Exercise objective
In the records below, find every line with the word "PartialEq" and copy it.

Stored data
┌──

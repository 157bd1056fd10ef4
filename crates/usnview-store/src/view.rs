//! Page-by-page navigation over a result set.

use crate::error::StoreError;
use serde::Serialize;
use std::num::IntErrorKind;
use thiserror::Error;
use usnview_journal::JournalRecord;

/// Records shown per page unless configured otherwise.
pub const DEFAULT_PAGE_SIZE: usize = 10;

/// Errors for user-supplied page numbers.
#[derive(Error, Debug, Clone, PartialEq, Eq)]
pub enum PageError {
    /// The input is not an integer.
    #[error("enter a valid page number, got {input:?}")]
    Format {
        /// The rejected input.
        input: String,
    },
    /// The page is outside `1..=max`.
    #[error("page number must be between 1 and {max}, got {requested}")]
    Range {
        /// The requested 1-based page.
        requested: i64,
        /// Highest accepted page.
        max: usize,
    },
}

/// Current page and page size. Zero-based internally.
///
/// All navigation is pure: each method returns the new position and takes
/// the size of the result set being paged.
#[derive(Debug, Clone, Copy, PartialEq, Eq)]
pub struct Pagination {
    page_size: usize,
    current_page: usize,
}

impl Default for Pagination {
    fn default() -> Self {
        Self {
            page_size: DEFAULT_PAGE_SIZE,
            current_page: 0,
        }
    }
}

impl Pagination {
    /// First page with the given size.
    ///
    /// # Errors
    ///
    /// Returns [`StoreError::InvalidPageSize`] if `page_size` is zero.
    pub fn new(page_size: usize) -> Result<Self, StoreError> {
        if page_size == 0 {
            return Err(StoreError::InvalidPageSize(page_size));
        }
        Ok(Self {
            page_size,
            current_page: 0,
        })
    }

    /// Records per page.
    pub fn page_size(&self) -> usize {
        self.page_size
    }

    /// Zero-based current page.
    pub fn current_page(&self) -> usize {
        self.current_page
    }

    /// Back to the first page.
    pub fn reset(self) -> Self {
        Self {
            current_page: 0,
            ..self
        }
    }

    /// Number of pages for `count` records. An empty set still has one page.
    pub fn total_pages(&self, count: usize) -> usize {
        count.div_ceil(self.page_size).max(1)
    }

    /// Highest page number accepted by [`go_to`](Self::go_to), 1-based.
    pub fn max_page(&self, count: usize) -> usize {
        count / self.page_size + 1
    }

    /// Returns true if another page follows the current one.
    pub fn has_next(&self, count: usize) -> bool {
        (self.current_page + 1) * self.page_size < count
    }

    /// Returns true if the current page is not the first.
    pub fn has_previous(&self) -> bool {
        self.current_page > 0
    }

    /// The following page, or the same one if this is the last.
    pub fn next(self, count: usize) -> Self {
        if self.has_next(count) {
            Self {
                current_page: self.current_page + 1,
                ..self
            }
        } else {
            self
        }
    }

    /// The preceding page, or the same one on the first page.
    pub fn previous(self) -> Self {
        if self.has_previous() {
            Self {
                current_page: self.current_page - 1,
                ..self
            }
        } else {
            self
        }
    }

    /// Jumps to a 1-based page number typed by a user.
    ///
    /// # Errors
    ///
    /// - [`PageError::Format`] if `input` is not an integer
    /// - [`PageError::Range`] if the page is below 1 or above [`max_page`](Self::max_page)
    pub fn go_to(self, input: &str, count: usize) -> Result<Self, PageError> {
        let max = self.max_page(count);
        let requested: i64 = match input.trim().parse() {
            Ok(n) => n,
            Err(e) => match e.kind() {
                IntErrorKind::PosOverflow => i64::MAX,
                IntErrorKind::NegOverflow => i64::MIN,
                _ => {
                    return Err(PageError::Format {
                        input: input.to_string(),
                    })
                }
            },
        };

        if requested < 1 || requested as u64 > max as u64 {
            return Err(PageError::Range { requested, max });
        }

        Ok(Self {
            current_page: requested as usize - 1,
            ..self
        })
    }

    /// Half-open range of set positions on the current page.
    pub fn bounds(&self, count: usize) -> (usize, usize) {
        let start = (self.current_page * self.page_size).min(count);
        let end = (start + self.page_size).min(count);
        (start, end)
    }
}

/// One page of records ready for display.
#[derive(Debug, Clone, PartialEq, Eq, Serialize)]
pub struct PageView {
    /// Records on this page, at most `page_size`.
    pub records: Vec<JournalRecord>,
    /// 1-based page number.
    pub page: usize,
    /// Total number of pages.
    pub total_pages: usize,
    /// Records in the whole filtered set.
    pub total_records: usize,
}

impl PageView {
    /// Returns true if the page holds no records.
    pub fn is_empty(&self) -> bool {
        self.records.is_empty()
    }
}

└──

Completed task
#[derive(Error, Debug, Clone, PartialEq, Eq)]
#[derive(Debug, Clone, Copy, PartialEq, Eq)]
#[derive(Debug, Clone, PartialEq, Eq, Serialize)]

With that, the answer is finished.